━━━ Data provided

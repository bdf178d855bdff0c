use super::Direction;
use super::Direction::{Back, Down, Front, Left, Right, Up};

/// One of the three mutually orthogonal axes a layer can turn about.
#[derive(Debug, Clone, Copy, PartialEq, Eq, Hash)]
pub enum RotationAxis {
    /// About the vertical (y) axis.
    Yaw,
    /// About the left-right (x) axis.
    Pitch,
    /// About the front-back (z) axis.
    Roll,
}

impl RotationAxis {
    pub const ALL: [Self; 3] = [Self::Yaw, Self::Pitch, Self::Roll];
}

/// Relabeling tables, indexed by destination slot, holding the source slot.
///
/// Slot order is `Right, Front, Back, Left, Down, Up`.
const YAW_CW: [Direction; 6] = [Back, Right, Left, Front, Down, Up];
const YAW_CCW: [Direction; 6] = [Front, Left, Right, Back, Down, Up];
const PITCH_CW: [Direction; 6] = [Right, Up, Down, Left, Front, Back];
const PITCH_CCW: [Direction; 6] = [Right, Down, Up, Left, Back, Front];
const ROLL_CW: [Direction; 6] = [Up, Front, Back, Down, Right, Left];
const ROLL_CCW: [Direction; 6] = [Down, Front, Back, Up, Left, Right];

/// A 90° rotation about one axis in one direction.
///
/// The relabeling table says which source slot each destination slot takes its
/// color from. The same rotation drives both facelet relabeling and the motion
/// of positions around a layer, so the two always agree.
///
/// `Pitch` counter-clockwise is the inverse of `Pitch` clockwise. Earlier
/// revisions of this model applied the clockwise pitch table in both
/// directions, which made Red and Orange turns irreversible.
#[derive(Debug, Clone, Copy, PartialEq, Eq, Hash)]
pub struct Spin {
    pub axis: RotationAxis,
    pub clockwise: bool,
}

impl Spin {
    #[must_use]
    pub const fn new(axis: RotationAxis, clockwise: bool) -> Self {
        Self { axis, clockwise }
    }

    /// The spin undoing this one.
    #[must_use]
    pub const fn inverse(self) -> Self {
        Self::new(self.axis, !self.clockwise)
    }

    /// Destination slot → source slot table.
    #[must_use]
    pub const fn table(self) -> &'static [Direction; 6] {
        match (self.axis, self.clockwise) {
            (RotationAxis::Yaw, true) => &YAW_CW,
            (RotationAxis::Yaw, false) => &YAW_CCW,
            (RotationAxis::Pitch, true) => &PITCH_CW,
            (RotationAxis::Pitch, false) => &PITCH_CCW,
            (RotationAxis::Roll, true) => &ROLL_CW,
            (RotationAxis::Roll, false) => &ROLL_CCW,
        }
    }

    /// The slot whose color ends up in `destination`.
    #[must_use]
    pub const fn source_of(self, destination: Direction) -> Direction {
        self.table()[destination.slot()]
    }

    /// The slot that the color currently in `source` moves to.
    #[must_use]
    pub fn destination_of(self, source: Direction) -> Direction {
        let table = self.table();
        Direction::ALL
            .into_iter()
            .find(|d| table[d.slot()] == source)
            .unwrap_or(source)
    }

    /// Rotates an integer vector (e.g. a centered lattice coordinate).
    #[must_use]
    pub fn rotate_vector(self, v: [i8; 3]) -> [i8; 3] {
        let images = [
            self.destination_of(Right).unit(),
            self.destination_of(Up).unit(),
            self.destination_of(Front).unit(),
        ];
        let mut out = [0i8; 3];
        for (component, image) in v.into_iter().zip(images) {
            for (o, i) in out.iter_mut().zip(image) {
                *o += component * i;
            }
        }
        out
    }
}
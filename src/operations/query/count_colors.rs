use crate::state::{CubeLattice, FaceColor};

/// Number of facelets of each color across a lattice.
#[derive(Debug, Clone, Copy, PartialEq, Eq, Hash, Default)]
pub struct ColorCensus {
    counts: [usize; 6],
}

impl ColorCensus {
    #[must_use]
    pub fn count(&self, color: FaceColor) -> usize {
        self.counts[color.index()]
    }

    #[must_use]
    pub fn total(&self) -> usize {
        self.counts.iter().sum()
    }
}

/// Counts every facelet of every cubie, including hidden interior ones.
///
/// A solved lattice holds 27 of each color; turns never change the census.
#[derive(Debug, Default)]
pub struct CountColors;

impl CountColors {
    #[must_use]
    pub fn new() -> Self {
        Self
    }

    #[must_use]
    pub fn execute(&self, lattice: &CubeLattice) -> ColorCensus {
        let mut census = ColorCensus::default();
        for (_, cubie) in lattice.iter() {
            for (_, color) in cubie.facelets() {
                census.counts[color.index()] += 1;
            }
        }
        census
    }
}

━━━━━━

## Problem description
Every line of the listing should be reproduced exactly.

## Answer space
repository bdf178d855bdff0c
use super::Direction;
use super::Direction::{Back, Down, Front, Left, Right, Up};

/// One of the three mutually orthogonal axes a layer can turn about.
#[derive(Debug, Clone, Copy, PartialEq, Eq, Hash)]
pub enum RotationAxis {
    /// About the vertical (y) axis.
    Yaw,
    /// About the left-right (x) axis.
    Pitch,
    /// About the front-back (z) axis.
    Roll,
}

impl RotationAxis {
    pub const ALL: [Self; 3] = [Self::Yaw, Self::Pitch, Self::Roll];
}

/// Relabeling tables, indexed by destination slot, holding the source slot.
///
/// Slot order is `Right, Front, Back, Left, Down, Up`.
const YAW_CW: [Direction; 6] = [Back, Right, Left, Front, Down, Up];
const YAW_CCW: [Direction; 6] = [Front, Left, Right, Back, Down, Up];
const PITCH_CW: [Direction; 6] = [Right, Up, Down, Left, Front, Back];
const PITCH_CCW: [Direction; 6] = [Right, Down, Up, Left, Back, Front];
const ROLL_CW: [Direction; 6] = [Up, Front, Back, Down, Right, Left];
const ROLL_CCW: [Direction; 6] = [Down, Front, Back, Up, Left, Right];

/// A 90° rotation about one axis in one direction.
///
/// The relabeling table says which source slot each destination slot takes its
/// color from. The same rotation drives both facelet relabeling and the motion
/// of positions around a layer, so the two always agree.
///
/// `Pitch` counter-clockwise is the inverse of `Pitch` clockwise. Earlier
/// revisions of this model applied the clockwise pitch table in both
/// directions, which made Red and Orange turns irreversible.
#[derive(Debug, Clone, Copy, PartialEq, Eq, Hash)]
pub struct Spin {
    pub axis: RotationAxis,
    pub clockwise: bool,
}

impl Spin {
    #[must_use]
    pub const fn new(axis: RotationAxis, clockwise: bool) -> Self {
        Self { axis, clockwise }
    }

    /// The spin undoing this one.
    #[must_use]
    pub const fn inverse(self) -> Self {
        Self::new(self.axis, !self.clockwise)
    }

    /// Destination slot → source slot table.
    #[must_use]
    pub const fn table(self) -> &'static [Direction; 6] {
        match (self.axis, self.clockwise) {
            (RotationAxis::Yaw, true) => &YAW_CW,
            (RotationAxis::Yaw, false) => &YAW_CCW,
            (RotationAxis::Pitch, true) => &PITCH_CW,
            (RotationAxis::Pitch, false) => &PITCH_CCW,
            (RotationAxis::Roll, true) => &ROLL_CW,
            (RotationAxis::Roll, false) => &ROLL_CCW,
        }
    }

    /// The slot whose color ends up in `destination`.
    #[must_use]
    pub const fn source_of(self, destination: Direction) -> Direction {
        self.table()[destination.slot()]
    }

    /// The slot that the color currently in `source` moves to.
    #[must_use]
    pub fn destination_of(self, source: Direction) -> Direction {
        let table = self.table();
        Direction::ALL
            .into_iter()
            .find(|d| table[d.slot()] == source)
            .unwrap_or(source)
    }

    /// Rotates an integer vector (e.g. a centered lattice coordinate).
    #[must_use]
    pub fn rotate_vector(self, v: [i8; 3]) -> [i8; 3] {
        let images = [
            self.destination_of(Right).unit(),
            self.destination_of(Up).unit(),
            self.destination_of(Front).unit(),
        ];
        let mut out = [0i8; 3];
        for (component, image) in v.into_iter().zip(images) {
            for (o, i) in out.iter_mut().zip(image) {
                *o += component * i;
            }
        }
        out
    }
}
filename src/operations/query/count_colors.rs
use crate::state::{CubeLattice, FaceColor};

/// Number of facelets of each color across a lattice.
#[derive(Debug, Clone, Copy, PartialEq, Eq, Hash, Default)]
pub struct ColorCensus {
    counts: [usize; 6],
}

impl ColorCensus {
    #[must_use]
    pub fn count(&self, color: FaceColor) -> usize {
        self.counts[color.index()]
    }

    #[must_use]
    pub fn total(&self) -> usize {
        self.counts.iter().sum()
    }
}

/// Counts every facelet of every cubie, including hidden interior ones.
///
/// A solved lattice holds 27 of each color; turns never change the census.
#[derive(Debug, Default)]
pub struct CountColors;

impl CountColors {
    #[must_use]
    pub fn new() -> Self {
        Self
    }

    #[must_use]
    pub fn execute(&self, lattice: &CubeLattice) -> ColorCensus {
        let mut census = ColorCensus::default();
        for (_, cubie) in lattice.iter() {
            for (_, color) in cubie.facelets() {
                census.counts[color.index()] += 1;
            }
        }
        census
    }
}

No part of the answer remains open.